:: WORKING DATA ::
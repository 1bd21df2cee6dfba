use std::sync::Arc;

use lingo_core::model::{Question, QuestionBank, QuestionDraft, QuestionId};
use storage::repository::QuestionBankRepository;
use tokio::sync::Mutex;

use crate::error::QuestionBankServiceError;

/// Owns the editable question bank.
///
/// Edits are applied to a copy, persisted, and only then made visible, so a
/// failed write leaves the bank unchanged.
pub struct QuestionBankService {
    repo: Arc<dyn QuestionBankRepository>,
    bank: Mutex<QuestionBank>,
}

impl QuestionBankService {
    /// Load the stored bank, seeding the default questions when none is
    /// stored.
    ///
    /// An unreadable bank is replaced by the defaults in memory only; the
    /// stored value stays until the next edit or `restore_defaults`.
    pub async fn load(repo: Arc<dyn QuestionBankRepository>) -> Self {
        let bank = match repo.load_question_bank().await {
            Ok(Some(bank)) => bank,
            Ok(None) => {
                let defaults = QuestionBank::defaults();
                if let Err(err) = repo.save_question_bank(&defaults).await {
                    tracing::warn!("Failed to save default questions: {}", err);
                }
                tracing::debug!(questions = defaults.total_questions(), "seeded default questions");
                defaults
            }
            Err(err) => {
                tracing::warn!("Using default questions, stored bank is unreadable: {}", err);
                QuestionBank::defaults()
            }
        };

        Self {
            repo,
            bank: Mutex::new(bank),
        }
    }

    /// Questions for a language display name, in lesson order.
    pub async fn questions_for(&self, language: &str) -> Vec<Question> {
        self.bank.lock().await.questions_for(language).to_vec()
    }

    pub async fn language_names(&self) -> Vec<String> {
        self.bank
            .lock()
            .await
            .language_names()
            .map(str::to_owned)
            .collect()
    }

    pub async fn snapshot(&self) -> QuestionBank {
        self.bank.lock().await.clone()
    }

    /// # Errors
    ///
    /// Returns `QuestionBankServiceError::Question` for invalid drafts and
    /// `QuestionBankServiceError::Storage` if the bank cannot be saved.
    pub async fn add(
        &self,
        language: &str,
        draft: QuestionDraft,
    ) -> Result<QuestionId, QuestionBankServiceError> {
        let mut bank = self.bank.lock().await;
        let mut next = bank.clone();
        let id = next.add(language, draft)?;
        self.repo.save_question_bank(&next).await?;
        *bank = next;
        tracing::debug!(language, question_id = id.value(), "question added");
        Ok(id)
    }

    /// # Errors
    ///
    /// Returns `QuestionBankServiceError::Question` if the question does not
    /// exist or the draft is invalid, and `QuestionBankServiceError::Storage`
    /// if the bank cannot be saved.
    pub async fn update(
        &self,
        language: &str,
        id: QuestionId,
        draft: QuestionDraft,
    ) -> Result<(), QuestionBankServiceError> {
        let mut bank = self.bank.lock().await;
        let mut next = bank.clone();
        next.update(language, id, draft)?;
        self.repo.save_question_bank(&next).await?;
        *bank = next;
        tracing::debug!(language, question_id = id.value(), "question updated");
        Ok(())
    }

    /// # Errors
    ///
    /// Returns `QuestionBankServiceError::Question` if the question does not
    /// exist and `QuestionBankServiceError::Storage` if the bank cannot be saved.
    pub async fn remove(
        &self,
        language: &str,
        id: QuestionId,
    ) -> Result<Question, QuestionBankServiceError> {
        let mut bank = self.bank.lock().await;
        let mut next = bank.clone();
        let removed = next.remove(language, id)?;
        self.repo.save_question_bank(&next).await?;
        *bank = next;
        tracing::debug!(language, question_id = id.value(), "question removed");
        Ok(removed)
    }

    /// Replace the whole bank with the default questions.
    ///
    /// # Errors
    ///
    /// Returns `QuestionBankServiceError::Storage` if the bank cannot be saved.
    pub async fn restore_defaults(&self) -> Result<(), QuestionBankServiceError> {
        let mut bank = self.bank.lock().await;
        let defaults = QuestionBank::defaults();
        self.repo.save_question_bank(&defaults).await?;
        *bank = defaults;
        tracing::info!("question bank restored to defaults");
        Ok(())
    }
}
:::
### WHAT THE TASK ASKS
Give back the records word for word. Start at the first line, end at the line containing "visible, so a", and include both.

### RESPONSE AREA
repository 1bd21df2cee6dfba
use std::sync::Arc;

use lingo_core::model::{Question, QuestionBank, QuestionDraft, QuestionId};
use storage::repository::QuestionBankRepository;
use tokio::sync::Mutex;

use crate::error::QuestionBankServiceError;

/// Owns the editable question bank.
///
/// Edits are applied to a copy, persisted, and only then made visible, so a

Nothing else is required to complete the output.